(Reseña publicada originalmente en Goodreads el 18 de julio de 2014)
Planeta plasmático distante años/luz de la Tierra y presunta conciencia con poderes causales suficientes tanto para observar las leyes naturales como para corregirlas, "Solaris" es ante todo un puzzle fascinante. Un puzzle en torno al cual se erigirá toda una disciplina científica, que no será sino una disciplina de disciplinas. La solarística -ese complejo entramado de matemáticas, psicobiología, fisiología, mecánica celeste, filosofía, mecánica cuántica y cuanta rama del saber pueda imaginarse- vertebrará todos los campos del saber como si de un faro lo mismo que una torre de Babel guiando al conocimiento humano se tratase. Esa capacidad para ordenar y estructurar toda empresa epistémica humana, tan afín a la vieja escolástica medieval, no será, sin embargo, sino el pálido y descorazonador reflejo del escaso avance conseguido en la materia. Décadas de estudios cuyo valor solo puede ser medido por las infinitas páginas de hojarasca supersticiosa, habitualmente. Pues la solarística es al mismo tiempo nicho y refugio de los científicos más geniales como morada de los más sueltos de los charlatanes. La escasez de resultados concretos y la ausencia de criterios de demarcación efectivos harán posible una coexistencia imposible entre luminarias e iluminados. Coexistencia, sin embargo, que un estudio más atento tira por el suelo. Pues es imposible discriminar, excepto incurriendo en petición de principio, entre estrellas científicas y estrellados paracientíficos, pues las categorías aplicables se muestran inútiles en un planeta que viola todas las convenciones explicativas por cuanto viola todas nuestras categorías precientíficas y postcientíficas. En ese sentido, "Solaris" funciona como una especie de experimento mental para el lector atento, que verá en él un contraejemplo de aquella presunta racionalidad presente en todo fenómeno de la naturaleza y servirá, al mismo tiempo, como confirmación de que plausibilidad no es equivalente a cognoscibilidad; de que todo lo existente no es un conjunto coextensivo de todo lo comprensible y entendible. Claro está, semejante planteamiento dispensará a la fe un lugar de privilegio en tanto que fenómeno asociado a nuestras prácticas explicativas, pues aparecerá allí no donde no se encuentra una explicación satisfactoria, sino donde parece no residir ninguna explicación posible. Fe en la divinidad inmanente e imperfecta; esa es la premisa no revelada de la escolástica solarística. Su talón de Aquiles en suma.

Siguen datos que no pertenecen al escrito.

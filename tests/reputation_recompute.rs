//! Reputation recompute over the sled store

use async_trait::async_trait;
use serde_json::{json, Number, Value};
use std::io;
use std::sync::atomic::{AtomicUsize, Ordering};
use std::sync::{Arc, Mutex};
use tempfile::TempDir;
use tracing_subscriber::filter::filter_fn;
use tracing_subscriber::fmt::MakeWriter;
use tracing_subscriber::prelude::*;

use tradeya_backfill::runner::{PROGRESS_TARGET, REPUTATION_JOB};
use tradeya_backfill::{
    BackfillError, BackfillRunner, CheckpointFile, Document, DocumentStore, ErrorPolicy,
    EventLogReputation, ReputationConfig, ReputationScore, ReputationService, RunOptions, RunState,
    SledStore, StoreError, WriteBatch,
};

async fn create_store(docs: &[(&str, &str, Value)]) -> (SledStore, TempDir) {
    let temp_dir = TempDir::new().unwrap();
    let store = SledStore::open(temp_dir.path().join("store.sled")).unwrap();
    let mut batch = WriteBatch::new();
    for (collection, id, fields) in docs {
        batch.put(collection, Document::new(*id, fields.clone()));
    }
    store.commit(batch).await.unwrap();
    (store, temp_dir)
}

/// Records calls and fails for chosen users
struct ScriptedService {
    fail_for: Vec<String>,
    calls: Mutex<Vec<String>>,
}

impl ScriptedService {
    fn new(fail_for: &[&str]) -> Self {
        Self {
            fail_for: fail_for.iter().map(|s| s.to_string()).collect(),
            calls: Mutex::new(Vec::new()),
        }
    }
}

#[async_trait]
impl ReputationService for ScriptedService {
    async fn recompute_user_reputation(&self, user_id: &str) -> Result<ReputationScore, BackfillError> {
        self.calls.lock().unwrap().push(user_id.to_string());
        if self.fail_for.iter().any(|id| id == user_id) {
            return Err(BackfillError::Config(format!("no ledger for {}", user_id)));
        }
        Ok(ReputationScore {
            score: Number::from(0),
            events: 0,
        })
    }
}

#[tokio::test]
async fn test_recompute_twice_stores_same_score() {
    let (store, _temp) = create_store(&[
        ("users", "u1", json!({"displayName": "Ada", "reputationScore": 999})),
        ("users", "u2", json!({"displayName": "Lin"})),
        ("reputationEvents", "e1", json!({"userId": "u1", "points": 10, "type": "trade_completed"})),
        ("reputationEvents", "e2", json!({"userId": "u1", "points": 5, "type": "endorsement"})),
        ("reputationEvents", "e3", json!({"userId": "u2", "points": 2, "type": "endorsement"})),
    ])
    .await;
    let service = EventLogReputation::new(&store, ReputationConfig::default());

    let first = BackfillRunner::new(&store, RunOptions::default())
        .recompute_reputation(&service, "users", &[])
        .await
        .unwrap();
    assert_eq!(first.recomputed, 2);
    let after_first = store.get("users", "u1").await.unwrap().unwrap();
    assert_eq!(after_first.get("reputationScore"), Some(&json!(15)));

    let second = BackfillRunner::new(&store, RunOptions::default())
        .recompute_reputation(&service, "users", &[])
        .await
        .unwrap();
    assert_eq!(second.recomputed, 2);
    let after_second = store.get("users", "u1").await.unwrap().unwrap();
    assert_eq!(after_first, after_second);

    let u2 = store.get("users", "u2").await.unwrap().unwrap();
    assert_eq!(u2.get("reputationScore"), Some(&json!(2)));
}

#[tokio::test]
async fn test_fail_fast_recompute_stops_at_first_error() {
    let (store, temp) = create_store(&[
        ("users", "u1", json!({})),
        ("users", "u2", json!({})),
        ("users", "u3", json!({})),
    ])
    .await;
    let service = ScriptedService::new(&["u2"]);
    let checkpoint = CheckpointFile::new(temp.path().join("checkpoint.json"));
    let options = RunOptions {
        error_policy: ErrorPolicy::FailFast,
        checkpoint: Some(checkpoint.clone()),
        ..Default::default()
    };
    let mut runner = BackfillRunner::new(&store, options);

    let err = runner
        .recompute_reputation(&service, "users", &[])
        .await
        .unwrap_err();
    assert!(matches!(err, BackfillError::ReputationAborted { ref id, .. } if id == "u2"));
    assert_eq!(runner.state(), RunState::Aborted);
    assert_eq!(*service.calls.lock().unwrap(), vec!["u1", "u2"]);

    let partial = err.partial_reputation_report().unwrap();
    assert_eq!(partial.recomputed, 1);
    assert_eq!(partial.failed, 1);
    assert_eq!(partial.failures[0].id, "u2");

    let cursor = checkpoint.cursor(REPUTATION_JOB).await.unwrap().unwrap();
    assert_eq!(cursor.last_id, "u1");
    assert_eq!(cursor.processed, 1);
}

#[tokio::test]
async fn test_continue_recompute_reports_failures() {
    let (store, _temp) = create_store(&[
        ("users", "u1", json!({})),
        ("users", "u2", json!({})),
        ("users", "u3", json!({})),
    ])
    .await;
    let service = ScriptedService::new(&["u2"]);

    let report = BackfillRunner::new(&store, RunOptions::default())
        .recompute_reputation(&service, "users", &[])
        .await
        .unwrap();
    assert_eq!(report.recomputed, 2);
    assert_eq!(report.failed, 1);
    assert_eq!(report.failures[0].id, "u2");
    assert_eq!(*service.calls.lock().unwrap(), vec!["u1", "u2", "u3"]);
}

#[tokio::test]
async fn test_named_users_only() {
    let (store, _temp) = create_store(&[("users", "u1", json!({})), ("users", "u2", json!({}))]).await;
    let service = ScriptedService::new(&[]);

    let report = BackfillRunner::new(&store, RunOptions::default())
        .recompute_reputation(&service, "users", &["u2".to_string()])
        .await
        .unwrap();
    assert_eq!(report.recomputed, 1);
    assert_eq!(*service.calls.lock().unwrap(), vec!["u2"]);
}

#[tokio::test]
async fn test_dry_run_calls_nothing() {
    let (store, _temp) = create_store(&[("users", "u1", json!({}))]).await;
    let service = ScriptedService::new(&[]);
    let options = RunOptions {
        dry_run: true,
        ..Default::default()
    };

    let report = BackfillRunner::new(&store, options)
        .recompute_reputation(&service, "users", &[])
        .await
        .unwrap();
    assert_eq!(report.recomputed, 1);
    assert!(service.calls.lock().unwrap().is_empty());
}

/// Captures formatted log output
#[derive(Clone, Default)]
struct LogBuffer(Arc<Mutex<Vec<u8>>>);

impl LogBuffer {
    fn contents(&self) -> String {
        String::from_utf8_lossy(&self.0.lock().unwrap()).into_owned()
    }
}

impl io::Write for LogBuffer {
    fn write(&mut self, buf: &[u8]) -> io::Result<usize> {
        self.0.lock().unwrap().extend_from_slice(buf);
        Ok(buf.len())
    }

    fn flush(&mut self) -> io::Result<()> {
        Ok(())
    }
}

impl<'a> MakeWriter<'a> for LogBuffer {
    type Writer = LogBuffer;

    fn make_writer(&'a self) -> Self::Writer {
        self.clone()
    }
}

#[tokio::test]
async fn test_progress_logged_every_25_users() {
    let users: Vec<(String, Value)> = (0..60).map(|i| (format!("u{:02}", i), json!({}))).collect();
    let docs: Vec<(&str, &str, Value)> = users
        .iter()
        .map(|(id, fields)| ("users", id.as_str(), fields.clone()))
        .collect();
    let (store, _temp) = create_store(&docs).await;
    let service = ScriptedService::new(&[]);

    // Only the progress target, as routed to stdout by the binary.
    let logs = LogBuffer::default();
    let subscriber = tracing_subscriber::registry().with(
        tracing_subscriber::fmt::layer()
            .with_writer(logs.clone())
            .with_ansi(false)
            .with_filter(filter_fn(|meta| meta.target() == PROGRESS_TARGET)),
    );
    let _guard = tracing::subscriber::set_default(subscriber);

    let report = BackfillRunner::new(&store, RunOptions::default())
        .recompute_reputation(&service, "users", &[])
        .await
        .unwrap();
    assert_eq!(report.recomputed, 60);

    let output = logs.contents();
    let ticks: Vec<&str> = output.lines().collect();
    assert_eq!(ticks.len(), 2, "unexpected progress output: {}", output);
    assert!(ticks[0].contains("Processed 25 users..."));
    assert!(ticks[1].contains("Processed 50 users..."));
}

/// Counts full listings of one collection
struct CountingStore {
    inner: SledStore,
    collection: &'static str,
    lists: AtomicUsize,
}

#[async_trait]
impl DocumentStore for CountingStore {
    async fn list(&self, collection: &str) -> Result<Vec<Document>, StoreError> {
        if collection == self.collection {
            self.lists.fetch_add(1, Ordering::SeqCst);
        }
        self.inner.list(collection).await
    }

    async fn get(&self, collection: &str, id: &str) -> Result<Option<Document>, StoreError> {
        self.inner.get(collection, id).await
    }

    async fn collections(&self) -> Result<Vec<String>, StoreError> {
        self.inner.collections().await
    }

    async fn commit(&self, batch: WriteBatch) -> Result<(), StoreError> {
        self.inner.commit(batch).await
    }
}

#[tokio::test]
async fn test_full_pass_reads_event_log_once() {
    let (inner, _temp) = create_store(&[
        ("users", "u1", json!({})),
        ("users", "u2", json!({})),
        ("users", "u3", json!({})),
        ("reputationEvents", "e1", json!({"userId": "u1", "points": 4})),
        ("reputationEvents", "e2", json!({"userId": "u3", "points": 9})),
        ("reputationEvents", "e3", json!({"userId": "u1", "points": 1})),
    ])
    .await;
    let store = CountingStore {
        inner,
        collection: "reputationEvents",
        lists: AtomicUsize::new(0),
    };
    let mut service = EventLogReputation::new(&store, ReputationConfig::default());
    assert_eq!(service.index_events().await.unwrap(), 2);

    let report = BackfillRunner::new(&store, RunOptions::default())
        .recompute_reputation(&service, "users", &[])
        .await
        .unwrap();
    assert_eq!(report.recomputed, 3);
    assert_eq!(store.lists.load(Ordering::SeqCst), 1);

    let u1 = store.get("users", "u1").await.unwrap().unwrap();
    assert_eq!(u1.get("reputationScore"), Some(&json!(5)));
    let u2 = store.get("users", "u2").await.unwrap().unwrap();
    assert_eq!(u2.get("reputationScore"), Some(&json!(0)));
}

Pero además de ser una sugestiva piedra de toque para los límites y posibilidades del conocimiento humano, Solaris es, también, una historia de amor. Una historia de amor que de pronto torna inacabada y abierta a una multitud de posibilidades inagotables: Una ruptura hiriente, una "solución" de urgencia y... de repente, en Solaris, un eterno reencontrarse que, no obstante, resulta eternamente insatisfactorio. Kris Kelvin se elevará como modelo en pequeñito del conocimiento humano: allí donde éste topa en Solaris con sus límites constitucionales, aquel topará con sus límites existenciales y psicológicos.

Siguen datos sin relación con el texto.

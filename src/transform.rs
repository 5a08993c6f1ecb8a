//! Per-document transforms
//!
//! A [`Transform`] looks at one document snapshot and decides whether a write
//! is needed. The generic [`FieldBackfill`] applies, in order:
//!
//! 1. the optional filter (documents outside scope are [`Decision::Filtered`]),
//! 2. the presence check on the target field ([`Decision::AlreadyPresent`]),
//! 3. the fixed default field map ([`Decision::Update`]).
//!
//! Because the presence check runs before any default is applied, an
//! existing value is never overwritten and re-running a backfill is a no-op.

use serde::{Deserialize, Serialize};
use serde_json::Value;

use crate::document::{Document, FieldMap};
use crate::error::{BackfillError, TransformError};

/// Outcome of deciding one document
#[derive(Debug, Clone, PartialEq)]
pub enum Decision {
    /// Merge these fields into the document
    Update(FieldMap),
    /// Target field already present, nothing to do
    AlreadyPresent,
    /// Document is outside the transform's scope
    Filtered,
}

/// Decides the write for a single document
pub trait Transform: Send + Sync {
    fn decide(&self, doc: &Document) -> Result<Decision, TransformError>;
}

/// Pure predicate selecting which documents a backfill applies to
pub trait DocumentFilter: Send + Sync {
    fn matches(&self, doc: &Document) -> bool;
}

impl<F> DocumentFilter for F
where
    F: Fn(&Document) -> bool + Send + Sync,
{
    fn matches(&self, doc: &Document) -> bool {
        self(doc)
    }
}

/// Configuration form of a filter: `field ∈ any_of`
#[derive(Debug, Clone, PartialEq, Serialize, Deserialize)]
pub struct FieldFilter {
    pub field: String,
    pub any_of: Vec<Value>,
}

impl FieldFilter {
    pub fn new(field: &str, any_of: Vec<Value>) -> Self {
        Self {
            field: field.to_string(),
            any_of,
        }
    }
}

impl DocumentFilter for FieldFilter {
    fn matches(&self, doc: &Document) -> bool {
        doc.get(&self.field)
            .is_some_and(|value| self.any_of.contains(value))
    }
}

/// Add a missing field with a fixed default
pub struct FieldBackfill {
    target_field: String,
    defaults: FieldMap,
    filter: Option<Box<dyn DocumentFilter>>,
}

impl std::fmt::Debug for FieldBackfill {
    fn fmt(&self, f: &mut std::fmt::Formatter<'_>) -> std::fmt::Result {
        f.debug_struct("FieldBackfill")
            .field("target_field", &self.target_field)
            .field("defaults", &self.defaults)
            .field("filtered", &self.filter.is_some())
            .finish()
    }
}

impl FieldBackfill {
    /// `defaults` must be non-empty and must set `target_field`
    pub fn new(target_field: &str, defaults: FieldMap) -> Result<Self, BackfillError> {
        if defaults.is_empty() {
            return Err(BackfillError::Config(format!(
                "backfill of '{}' has no default fields",
                target_field
            )));
        }
        if !defaults.contains_key(target_field) {
            return Err(BackfillError::Config(format!(
                "defaults for '{}' do not set the target field",
                target_field
            )));
        }
        Ok(Self {
            target_field: target_field.to_string(),
            defaults,
            filter: None,
        })
    }

    pub fn with_filter(mut self, filter: impl DocumentFilter + 'static) -> Self {
        self.filter = Some(Box::new(filter));
        self
    }

    /// Remove the filter so every document is in scope
    pub fn without_filter(mut self) -> Self {
        self.filter = None;
        self
    }

    pub fn target_field(&self) -> &str {
        &self.target_field
    }

    pub fn defaults(&self) -> &FieldMap {
        &self.defaults
    }

    pub fn is_filtered(&self) -> bool {
        self.filter.is_some()
    }
}

impl Transform for FieldBackfill {
    fn decide(&self, doc: &Document) -> Result<Decision, TransformError> {
        if let Some(filter) = &self.filter {
            if !filter.matches(doc) {
                return Ok(Decision::Filtered);
            }
        }
        if doc.has_field(&self.target_field) {
            return Ok(Decision::AlreadyPresent);
        }
        Ok(Decision::Update(self.defaults.clone()))
    }
}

Conocimiento humano y drama existencial se dan la mano pues, constituyendo un microcosmos el uno del otro, en esta novela de Stanislaw Lem. Novela que, además, cuenta entre sus virtudes con un uso verdaderamente creativo del lenguaje científico para dibujar y establecer puentes de cognoscibilidad entre nuestra ciencia y la solarística. Pero no me gustaría acabar estas líneas sin el que, para mí, es uno de los grandes puntos a favor de esta novela: Me refiero a sus descripciones de Solaris y lo profundamente sugestivas que son. Esos mimoides, simetriadas y asimetriadas en su constante erupción, provocando auténticas orgías de creación y destrucción fractálicas, de ciudades exuberantes, son verdaderos ejercicios de la más pura y desbocada imaginación.